TOX3 is a newly identified gene that has been observed to correlate with breast cancer by genome-wide association studies (GWAS) in recent years. In addition, it has been noted that single-nucleotide polymorphisms (SNPs) in the TOX3 gene have a strong correlation with estrogen receptor (ER)-positive tumors. However, the role of TOX3 in breast carcinoma development is still unclear. There are limited studies on the subject of TOX3 mRNA expression in breast tumors and little information on the variation of TOX3 protein expression in relation to the clinical pathological features in breast cancer and healthy tissues.
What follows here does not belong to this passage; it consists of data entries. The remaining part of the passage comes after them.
//! Order lifecycle status.

use serde::{Deserialize, Serialize};

/// The lifecycle stage of an order.
///
/// Stored as lowercase text in the database and on the wire. The workflow is
/// deliberately unrestricted: an admin may move an order from any status to
/// any other, and no terminal state is distinguished.
#[derive(Debug, Clone, Copy, PartialEq, Eq, Hash, Serialize, Deserialize, Default)]
#[serde(rename_all = "snake_case")]
pub enum OrderStatus {
    /// Order received, not yet handled.
    #[default]
    Pending,
    /// Order is being prepared.
    Processing,
    /// Order was handed to the customer.
    Delivered,
    /// Order was cancelled.
    Cancelled,
}

impl OrderStatus {
    /// All recognized statuses, in display order.
    pub const ALL: [Self; 4] = [
        Self::Pending,
        Self::Processing,
        Self::Delivered,
        Self::Cancelled,
    ];

    /// Returns the lowercase string form used in the database and API.
    #[must_use]
    pub const fn as_str(self) -> &'static str {
        match self {
            Self::Pending => "pending",
            Self::Processing => "processing",
            Self::Delivered => "delivered",
            Self::Cancelled => "cancelled",
        }
    }
}

impl std::fmt::Display for OrderStatus {
    fn fmt(&self, f: &mut std::fmt::Formatter<'_>) -> std::fmt::Result {
        f.write_str(self.as_str())
    }
}

impl std::str::FromStr for OrderStatus {
    type Err = String;

    fn from_str(s: &str) -> Result<Self, Self::Err> {
        match s {
            "pending" => Ok(Self::Pending),
            "processing" => Ok(Self::Processing),
            "delivered" => Ok(Self::Delivered),
            "cancelled" => Ok(Self::Cancelled),
            _ => Err(format!("invalid order status: {s}")),
        }
    }
}

// SQLx support (with postgres feature) - stored as TEXT, not a PG enum.
#[cfg(feature = "postgres")]
impl sqlx::Type<sqlx::Postgres> for OrderStatus {
    fn type_info() -> sqlx::postgres::PgTypeInfo {
        <String as sqlx::Type<sqlx::Postgres>>::type_info()
    }

    fn compatible(ty: &sqlx::postgres::PgTypeInfo) -> bool {
        <String as sqlx::Type<sqlx::Postgres>>::compatible(ty)
    }
}

#[cfg(feature = "postgres")]
impl<'r> sqlx::Decode<'r, sqlx::Postgres> for OrderStatus {
    fn decode(value: sqlx::postgres::PgValueRef<'r>) -> Result<Self, sqlx::error::BoxDynError> {
        let s = <&str as sqlx::Decode<sqlx::Postgres>>::decode(value)?;
        Ok(s.parse::<Self>()?)
    }
}

#[cfg(feature = "postgres")]
impl sqlx::Encode<'_, sqlx::Postgres> for OrderStatus {
    fn encode_by_ref(
        &self,
        buf: &mut sqlx::postgres::PgArgumentBuffer,
    ) -> Result<sqlx::encode::IsNull, sqlx::error::BoxDynError> {
        <&str as sqlx::Encode<sqlx::Postgres>>::encode_by_ref(&self.as_str(), buf)
    }
}

#[cfg(test)]
#[allow(clippy::unwrap_used)]
mod tests {
    use super::*;

    #[test]
    fn test_parse_all_statuses() {
        for status in OrderStatus::ALL {
            assert_eq!(status.as_str().parse::<OrderStatus>().unwrap(), status);
        }
    }

    #[test]
    fn test_parse_rejects_unknown() {
        assert!("shipped".parse::<OrderStatus>().is_err());
        assert!("PENDING".parse::<OrderStatus>().is_err());
        assert!("".parse::<OrderStatus>().is_err());
    }

    #[test]
    fn test_serde_lowercase() {
        let json = serde_json::to_string(&OrderStatus::Delivered).unwrap();
        assert_eq!(json, "\"delivered\"");
        let parsed: OrderStatus = serde_json::from_str("\"cancelled\"").unwrap();
        assert_eq!(parsed, OrderStatus::Cancelled);
    }

    #[test]
    fn test_default_is_pending() {
        assert_eq!(OrderStatus::default(), OrderStatus::Pending);
    }
}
In this study, we characterize the protein expression of TOX3 in breast tumors with respect to various clinical and pathological characteristics and explore the correlation between TOX3 protein expression and ER-positive tumors. A breast cancer tissue microarray containing 267 human breast tumors and 25 healthy controls, breast cancer cell lines (ZR-75-1, MDA-MB-231, MCF-7 and Bcap-37) with positive or negative ER expression, tumor tissues and matched controls were used to analyze the protein expression levels of TOX3 by immunohistochemistry, western blot analysis and quantitative polymerase chain reaction. Among the 267 breast tumor specimens, ER expression was detected in 66 tumor tissues. The expression levels of TOX3 increased in breast carcinoma tissue compared with controls, and were higher in advanced carcinoma (T3 and T4), lymph node metastases tissues (N2) and stage III tissues. Furthermore, TOX3 protein expression was more intense in ER-positive tumors, but did not demonstrate a statistical significance. However, it was significantly increased in ER-positive breast cancer cell lines (ZR-75-1, MCF-7 and Bcap-37) compared with the MDA-MB-231 cell line, which had ER-negative expression. Our findings provide support to the hypothesis that TOX3 has a strong correlation with the development of breast cancer. The current study is likely to assist in investigating the mechanisms involved in breast cancer development.

Keywords: TOX3; breast cancer; estrogen receptor.